ロードサイド型(ホームセンター・ファミレス・大型書店)
- 一次商圏: 半径 3km
- 二次商圏: 半径 5〜7km
- 三次商圏: 半径 10〜15km
車での移動が前提なので商圏が広く取れる。
ショッピングモール・大型商業施設
- 一次商圏: 半径 5km
- 二次商圏: 半径 10km
- 三次商圏: 半径 20〜30km
休日のドライブ目的地として広域から集客。
circle-map での商圏分析手順
- 店舗予定地の住所を検索欄に入力(または地図でクリック)
- 業種に応じた半径を入力。例:飲食店なら
0.5、1、3、5(km) - 同心円が描けたら、URL コピーで共有可能なリンクが取得できる
- そのリンクを国土地理院の人口統計地図や Google マップ(競合店検索)と並べて表示
商圏分析で見るべき 4 つのポイント
- 商圏内人口: 一次商圏に何人住んでいるか。総務省「e-Stat」で町丁目別人口が確認できる。
- 競合店の位置: 同業種が一次・二次商圏内にいくつあるか。Google マップで「業種名」検索。

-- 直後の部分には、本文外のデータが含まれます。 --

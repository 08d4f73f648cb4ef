//! Tree conversion integration tests.
//!
//! These tests run the tree walk against a real temporary directory with the
//! mock converter standing in for ffmpeg:
//! - Directory mirroring and output naming
//! - Skip-if-exists and re-run behaviour
//! - Abort on the first failed conversion, then resume

use std::path::{Path, PathBuf};

use tempfile::TempDir;
use tokio_test::{assert_err, assert_ok};

use audio_mirror_core::{
    testing::{fixtures, MockConverter},
    AudioFormat, LocalFs, TreeConverter, WalkError,
};

/// Test helper holding the input and output roots.
struct TestHarness {
    _temp_dir: TempDir,
    input: PathBuf,
    output: PathBuf,
    converter: MockConverter,
}

impl TestHarness {
    async fn new(files: &[&str]) -> Self {
        let temp_dir = TempDir::new().expect("Failed to create temp dir");
        let input = temp_dir.path().join("in");
        let output = temp_dir.path().join("out");
        std::fs::create_dir_all(&input).expect("Failed to create input dir");
        std::fs::create_dir_all(&output).expect("Failed to create output dir");
        fixtures::create_files(&input, files).expect("Failed to create input files");

        let converter = MockConverter::new();
        converter.set_write_outputs(true).await;

        Self {
            _temp_dir: temp_dir,
            input,
            output,
            converter,
        }
    }

    fn tree(&self, format: AudioFormat) -> TreeConverter<MockConverter, LocalFs> {
        TreeConverter::new(self.converter.clone(), LocalFs, format)
    }

    fn out(&self, relative: &str) -> PathBuf {
        self.output.join(relative)
    }

    fn src(&self, relative: &str) -> PathBuf {
        self.input.join(relative)
    }
}

#[tokio::test]
async fn test_mirrors_subdirectory_before_sibling_file() {
    let h = TestHarness::new(&["sub/clip.mp4", "other.mp4"]).await;

    let summary = assert_ok!(h.tree(AudioFormat::Mp3).convert_tree(&h.input, &h.output).await);

    assert!(h.out("sub").is_dir());
    assert_eq!(summary.directories_created, 1);
    assert_eq!(summary.converted, 2);

    let recorded = h.converter.recorded_conversions().await;
    let pairs: Vec<(PathBuf, PathBuf)> = recorded
        .iter()
        .map(|c| (c.job.source_path.clone(), c.job.output_path.clone()))
        .collect();
    assert_eq!(
        pairs,
        vec![
            (h.src("sub/clip.mp4"), h.out("sub/clip.mp3")),
            (h.src("other.mp4"), h.out("other.mp3")),
        ]
    );
    assert!(recorded.iter().all(|c| c.job.format == AudioFormat::Mp3));
}

#[tokio::test]
async fn test_existing_output_is_left_alone() {
    let h = TestHarness::new(&["sub/clip.mp4", "other.mp4"]).await;
    fixtures::create_dirs(&h.output, &["sub"]).unwrap();
    std::fs::write(h.out("sub/clip.mp3"), b"already converted").unwrap();

    let summary = assert_ok!(h.tree(AudioFormat::Mp3).convert_tree(&h.input, &h.output).await);

    assert_eq!(summary.skipped, 1);
    assert_eq!(summary.converted, 1);
    assert_eq!(
        h.converter.converted_sources().await,
        vec![h.src("other.mp4")]
    );
    assert_eq!(
        std::fs::read(h.out("sub/clip.mp3")).unwrap(),
        b"already converted"
    );
}

#[tokio::test]
async fn test_second_run_converts_nothing() {
    let h = TestHarness::new(&["a/1.mkv", "a/b/2.mkv", "3.mkv", "c/4.mkv"]).await;
    let tree = h.tree(AudioFormat::Ogg);

    let first = assert_ok!(tree.convert_tree(&h.input, &h.output).await);
    assert_eq!(first.converted, 4);

    h.converter.clear_recorded().await;
    let second = assert_ok!(tree.convert_tree(&h.input, &h.output).await);

    assert_eq!(h.converter.conversion_count().await, 0);
    assert_eq!(second.converted, 0);
    assert_eq!(second.skipped, 4);
    assert_eq!(second.directories_created, 0);
}

#[tokio::test]
async fn test_output_names_strip_final_extension_only() {
    let h = TestHarness::new(&["movie.mkv", "archive.tar.gz", "README"]).await;

    assert_ok!(h.tree(AudioFormat::Ogg).convert_tree(&h.input, &h.output).await);

    assert!(h.out("movie.ogg").is_file());
    assert!(h.out("archive.tar.ogg").is_file());
    assert!(h.out("README.ogg").is_file());
}

#[tokio::test]
async fn test_empty_directories_are_mirrored() {
    let h = TestHarness::new(&[]).await;
    fixtures::create_dirs(&h.input, &["empty/nested"]).unwrap();

    let summary = assert_ok!(h.tree(AudioFormat::Wav).convert_tree(&h.input, &h.output).await);

    assert!(h.out("empty/nested").is_dir());
    assert_eq!(summary.directories_created, 2);
    assert_eq!(summary.files(), 0);
}

#[tokio::test]
async fn test_failure_stops_walk_and_rerun_resumes() {
    let h = TestHarness::new(&["a.mp4", "b.mp4", "c.mp4"]).await;
    h.converter.fail_on(h.src("b.mp4"), "Invalid data found when processing input").await;
    let tree = h.tree(AudioFormat::Aac);

    let err = assert_err!(tree.convert_tree(&h.input, &h.output).await);
    assert!(matches!(err, WalkError::Conversion { ref path, .. } if path == &h.src("b.mp4")));
    assert_eq!(
        h.converter.attempted_sources().await,
        vec![h.src("a.mp4"), h.src("b.mp4")]
    );
    assert!(h.out("a.aac").is_file());
    assert!(!h.out("c.aac").exists());

    h.converter.clear_failures().await;
    h.converter.clear_recorded().await;

    let summary = assert_ok!(tree.convert_tree(&h.input, &h.output).await);
    assert_eq!(summary.skipped, 1);
    assert_eq!(
        h.converter.converted_sources().await,
        vec![h.src("b.mp4"), h.src("c.mp4")]
    );
}

#[tokio::test]
async fn test_run_creates_missing_output_root() {
    let h = TestHarness::new(&["x.webm"]).await;
    let output = h.out("nested/root");

    let summary = assert_ok!(h.tree(AudioFormat::Flac).run(&h.input, &output).await);

    assert_eq!(summary.converted, 1);
    assert!(output.join("x.flac").is_file());
}

#[tokio::test]
async fn test_missing_input_root_is_a_filesystem_error() {
    let h = TestHarness::new(&[]).await;
    let missing = h.src("does-not-exist");

    let err = assert_err!(h.tree(AudioFormat::Mp3).convert_tree(&missing, &h.output).await);

    assert!(matches!(err, WalkError::ListDir { .. }));
    assert_eq!(err.path(), &missing);
}

#[tokio::test]
async fn test_unicode_and_spaces_in_names() {
    let h = TestHarness::new(&["Épisode 01.mkv", "season two/ep 1.mkv"]).await;

    assert_ok!(h.tree(AudioFormat::Mp3).convert_tree(&h.input, &h.output).await);

    assert!(Path::new(&h.out("Épisode 01.mp3")).is_file());
    assert!(h.out("season two/ep 1.mp3").is_file());
}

- 動線: 主要道路・駅から店舗までの導線。半径内でも道がつながっていないと意味なし。
- 同類施設の有無: 学校・オフィス・病院など、来店動機になる施設が近くにあるか。
商圏内人口の調べ方
商圏範囲が決まったら、その範囲に住んでいる人口を把握します。 日本では公的統計データが豊富に公開されており、無料で確認できます。
- e-Stat(政府統計の総合窓口): 国勢調査・経済センサスの町丁目別データ
- jSTAT MAP: e-Stat の地図 GIS 版、半径円内人口が簡単に算出できる
- RESAS(地域経済分析システム): 経済産業省の自治体・産業分析ツール
- 市区町村の統計ページ: 自治体独自の人口・世帯データ
顧客導線の分析
商圏内人口が十分でも、店舗まで「来やすい」かは別問題。 以下の動線分析が重要です。
歩行者動線
- 駅から自宅・職場への通勤路
- 主要道路の歩道幅
- 商店街のアーケード
- 公園・学校・病院など定常立寄り先
車両動線
- 主要幹線道路の通行量
- 右折での入店可能性
- 駐車場の入口位置
- 近隣の信号タイミング
商圏分析のよくある失敗
- 「人口が多いから繁盛する」と思い込む: 競合店も多い可能性
- 休日のリサーチだけで判断: 平日の通行量・客層と全く違うことがある
- 「川向こう」「線路向こう」を同商圏と見なす: 物理的・心理的バリア
- 視認性を軽視: 看板が見えない立地は通行量があっても集客できない
- 競合の撤退理由を調べない: 同じ場所で別業態が撤退している場合は要警戒
注意:直線距離の商圏は粗い目安
circle-map の同心円は直線距離です。実際の商圏は道路網・河川・線路・標高差で歪みます。 本格的な商圏分析では「車での到達時間」をベースにした到達圏(タイムゾーン)分析が使われます。 ただし、まずは半径ベースで「ざっくり感」を掴むだけでも、出店候補地の比較や販促エリアの仮説立てには十分役立ちます。
まとめ
- 商圏は一次(来店客 50〜60%)・二次(25〜30%)・三次(10〜20%)で考える
- 業種で半径目安は大きく異なる(コンビニ 500m vs モール 5km)
- circle-map で複数半径の同心円を描いて、まず「目で見て確認」
- 商圏内人口・競合・動線・同類施設の 4 観点で深掘り
実際に商圏地図を描いてみる:circle-map で出店候補地の商圏を可視化 →
セブン-イレブン・ファミリーマート・ローソンの3大コンビニチェーン。 街を歩けば100m おきに見かけるイメージですが、実際の商圏は何メートルなのか。 FC オーナーになりたい人、店舗開発に関わる人、不動産投資で土地活用を考えている人向けに、 コンビニ商圏のデータと出店判断の鉄則を整理しました。circle-mapで実際の商圏を可視化する手順も最後に紹介します。
コンビニ商圏の基本データ
コンビニ各社が公開している、または業界レポートでよく引用されるデータ。
- 一次商圏: 半径 300〜500m(来店客の60〜70%を占める)
- 二次商圏: 半径 500m〜1km(来店客の20〜25%)
- 三次商圏: 半径 1〜2km(来店客の10〜15%、車利用客が中心)
これは住宅街型コンビニの数字。 オフィス街・駅前・ロードサイドではかなり異なります。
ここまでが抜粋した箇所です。